A traditional primary care model has the unfortunate result of excluding some patients, Bekiou told the Beacon. That group of people includes those who face many systemic barriers to accessing healthcare, like people experiencing homelessness, newcomers to the community, or homebound seniors.
But it also includes people who simply can’t access a family doctor—which, in 2019, was as many as one in six Burnaby residents.
The PCN, includes about 160 full scope family doctors operating out of 60 clinics across Burnaby—but Bekiou said what sets this model apart is that they connect the practices and clinics together, making it easier for physicians to provide more service hours to both patients who do and don’t have a family doctor.

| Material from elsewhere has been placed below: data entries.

// =============================================================================
// TESTS
// =============================================================================

#[cfg(test)]
mod tests {
    use super::*;
    use crate::types::AtomDescriptor;
    use chrono::Utc;

    fn node(id: &str) -> GraphNode {
        let atom = AtomDescriptor {
            id: AtomId::new(id),
            kind: "note".to_string(),
            category: None,
            updated_at: Utc::now(),
            links: Vec::new(),
        };
        GraphNode::new(&atom, Utc::now())
    }

    fn temp_db() -> (tempfile::TempDir, std::path::PathBuf) {
        let dir = tempfile::tempdir().expect("tempdir");
        let path = dir.path().join("graph.redb");
        (dir, path)
    }

    #[test]
    fn roundtrip_node_and_edge() {
        let (_dir, path) = temp_db();
        let mut store = RedbStore::open(&path).expect("open");
        store.upsert_node(node("a")).expect("upsert");
        store.upsert_node(node("b")).expect("upsert");
        let id = store
            .insert_edge(GraphEdge::explicit(
                AtomId::new("a"),
                AtomId::new("b"),
                Some("refines".to_string()),
                Utc::now(),
            ))
            .expect("insert");

        let edge = store.get_edge(id).expect("get").expect("present");
        assert_eq!(edge.source, AtomId::new("a"));
        assert_eq!(edge.tag.as_deref(), Some("refines"));
        let fetched = store
            .get_node(&AtomId::new("a"))
            .expect("get")
            .expect("present");
        assert_eq!(fetched.kind, "note");
    }

    #[test]
    fn state_survives_reopen() {
        let (_dir, path) = temp_db();
        {
            let mut store = RedbStore::open(&path).expect("open");
            store.upsert_node(node("a")).expect("upsert");
            store.upsert_node(node("b")).expect("upsert");
            store
                .insert_edge(GraphEdge::semantic(
                    AtomId::new("a"),
                    AtomId::new("b"),
                    0.8,
                    Utc::now(),
                ))
                .expect("insert");
        }
        let mut store = RedbStore::open(&path).expect("reopen");
        assert_eq!(store.node_count().expect("count"), 2);
        assert_eq!(store.edge_count().expect("count"), 1);
        // Dedup index was rebuilt: re-inserting the same pair is a no-op.
        let id = store
            .insert_edge(GraphEdge::semantic(
                AtomId::new("b"),
                AtomId::new("a"),
                0.8,
                Utc::now(),
            ))
            .expect("insert");
        assert_eq!(id, EdgeId(1));
        assert_eq!(store.edge_count().expect("count"), 1);
    }

    #[test]
    fn edge_ids_keep_advancing_after_reopen() {
        let (_dir, path) = temp_db();
        {
            let mut store = RedbStore::open(&path).expect("open");
            for id in ["a", "b", "c"] {
                store.upsert_node(node(id)).expect("upsert");
            }
            store
                .insert_edge(GraphEdge::explicit(
                    AtomId::new("a"),
                    AtomId::new("b"),
                    None,
                    Utc::now(),
                ))
                .expect("insert");
        }
        let mut store = RedbStore::open(&path).expect("reopen");
        let id = store
            .insert_edge(GraphEdge::explicit(
                AtomId::new("b"),
                AtomId::new("c"),
                None,
                Utc::now(),
            ))
            .expect("insert");
        assert_eq!(id, EdgeId(2));
    }

    #[test]
    fn remove_node_cascades_on_disk() {
        let (_dir, path) = temp_db();
        let mut store = RedbStore::open(&path).expect("open");
        for id in ["a", "b", "c"] {
            store.upsert_node(node(id)).expect("upsert");
        }
        store
            .insert_edge(GraphEdge::explicit(
                AtomId::new("a"),
                AtomId::new("b"),
                None,
                Utc::now(),
            ))
            .expect("insert");
        store
            .insert_edge(GraphEdge::contextual(
                AtomId::new("b"),
                AtomId::new("c"),
                Utc::now(),
            ))
            .expect("insert");

        let removed = store.remove_node(&AtomId::new("b")).expect("remove");
        assert_eq!(removed.len(), 2);
        assert_eq!(store.edge_count().expect("count"), 0);
        assert!(store
            .edges_touching(&AtomId::new("a"))
            .expect("touching")
            .is_empty());

        // Reopen and confirm the cascade was durable.
        drop(store);
        let store = RedbStore::open(&path).expect("reopen");
        assert_eq!(store.node_count().expect("count"), 2);
        assert_eq!(store.edge_count().expect("count"), 0);
    }

    #[test]
    fn update_edge_persists_weights() {
        let (_dir, path) = temp_db();
        let mut store = RedbStore::open(&path).expect("open");
        store.upsert_node(node("a")).expect("upsert");
        store.upsert_node(node("b")).expect("upsert");
        let id = store
            .insert_edge(GraphEdge::semantic(
                AtomId::new("a"),
                AtomId::new("b"),
                0.7,
                Utc::now(),
            ))
            .expect("insert");

        let mut edge = store.get_edge(id).expect("get").expect("present");
        edge.usage_weight = 0.25;
        edge.recombine();
        store.update_edge(&edge).expect("update");

        let reread = store.get_edge(id).expect("get").expect("present");
        assert!((reread.usage_weight - 0.25).abs() < f64::EPSILON);
        assert!((reread.combined_weight - edge.combined_weight).abs() < f64::EPSILON);
    }
}
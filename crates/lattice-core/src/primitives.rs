//! # Engine Constants
//!
//! Hardcoded tuning constants for the Lattice core.
//!
//! These are compiled into the binary and immutable at runtime. The
//! service layer may expose its own configuration for runtime concerns
//! (intervals, paths); the graph semantics below are fixed.

/// Minimum similarity score that produces a semantic edge.
///
/// Scores below this are discarded without touching the graph.
pub const SEMANTIC_THRESHOLD: f64 = 0.6;

/// Minimum combined weight for an edge to count as a neighbor link
/// in traversals, and for a transitive inference to be materialized.
pub const MIN_NEIGHBOR_WEIGHT: f64 = 0.1;

/// Usage-weight increment applied to every incident edge when an atom
/// is accessed via an edit or reference. Capped at 1.0.
pub const USAGE_BOOST: f64 = 0.05;

/// Damping factor applied to the inferred weight of a transitive edge.
pub const TRANSITIVE_DAMPING: f64 = 0.4;

/// Structural weight of a contextual (shared-grouping) edge.
pub const CONTEXTUAL_STRUCTURAL: f64 = 0.7;

/// Half-life of the recency weight, in days.
pub const RECENCY_HALF_LIFE_DAYS: f64 = 7.0;

/// Floor below which the recency weight never decays.
pub const RECENCY_FLOOR: f64 = 0.1;

/// PageRank damping factor.
pub const PAGERANK_DAMPING: f64 = 0.85;

/// Number of PageRank power iterations per rank pass.
pub const PAGERANK_ITERATIONS: usize = 20;

/// Hard cap on neighborhood expansion depth.
///
/// All traversals must be computationally bounded; this prevents
/// runaway expansion in dense graphs.
pub const MAX_NEIGHBORHOOD_DEPTH: usize = 4;

/// Hard cap on BFS shortest-path depth (edges in the path).
pub const MAX_PATH_DEPTH: usize = 16;

/// Depth of the precomputed hot neighborhood.
pub const HOT_NEIGHBORHOOD_DEPTH: usize = 2;

/// Per-level truncation for the hot neighborhood.
pub const HOT_NEIGHBORHOOD_PER_LEVEL: usize = 25;

// =============================================================================
// CACHE TIER SIZING
// =============================================================================

/// Hot-neighborhood tier: time-to-live in seconds.
pub const NEIGHBORHOOD_CACHE_TTL_SECS: u64 = 60;

/// Hot-neighborhood tier: maximum entries.
pub const NEIGHBORHOOD_CACHE_CAPACITY: usize = 50;

/// Query-result tier: time-to-live in seconds.
pub const QUERY_CACHE_TTL_SECS: u64 = 300;

/// Query-result tier: maximum entries.
pub const QUERY_CACHE_CAPACITY: usize = 100;

/// Embedding tier: time-to-live in seconds.
pub const EMBEDDING_CACHE_TTL_SECS: u64 = 3600;

/// Embedding tier: maximum entries.
pub const EMBEDDING_CACHE_CAPACITY: usize = 1000;

/// Number of leading characters hashed into the embedding cache key
/// prefix component.
pub const EMBEDDING_KEY_PREFIX_CHARS: usize = 64;

/// Quiet interval for debounced semantic discovery, in milliseconds.
///
/// A burst of updates to one atom coalesces into a single discovery
/// request issued this long after the last update.
pub const DISCOVERY_QUIET_MS: u64 = 2000;

#[cfg(test)]
mod tests {
    use super::*;

    #[test]
    fn weight_shares_and_bounds_are_sane() {
        assert!(SEMANTIC_THRESHOLD > MIN_NEIGHBOR_WEIGHT);
        assert!(RECENCY_FLOOR > 0.0 && RECENCY_FLOOR < 1.0);
        assert!(PAGERANK_DAMPING > 0.0 && PAGERANK_DAMPING < 1.0);
    }

    #[test]
    fn cache_tiers_are_ordered_by_volatility() {
        // Neighborhoods churn fastest, embeddings slowest.
        assert!(NEIGHBORHOOD_CACHE_TTL_SECS < QUERY_CACHE_TTL_SECS);
        assert!(QUERY_CACHE_TTL_SECS < EMBEDDING_CACHE_TTL_SECS);
    }
}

It’s also involved in operating the Edmonds Urgent and Primary Care Centre, which opened in September 2019 as the only family-physician-led and -run UPCC in the province.
BC already operates PCNs in several communities across the province, like Mission Fraser Northwest (which encapsulates New Westminster and the Tri-Cities), and the South Okanagan. And it’s looking to expand to more areas.
The team is convinced, after their work over the past few years, that this is a model that can and should be adapted for other cities and regions.
“We have a working example that this works. It requires purpose design and collective passion and commitment among partners to support our communities’ health and wellness. The way that we have been able to partner in Burnaby didn’t happen by accident; it was by design,” Bekiou said.
“The pandemic put our process to an early test and also accelerated it immensely. But we have a blueprint, and it works. And Burnaby is the perfect size—the Goldilocks theory—not too big, not too small, demographically extremely diverse, so that larger and small communities can use essentially the same process. They need a true commitment to partnership, and a willingness to put what’s right for the community first and foremost.”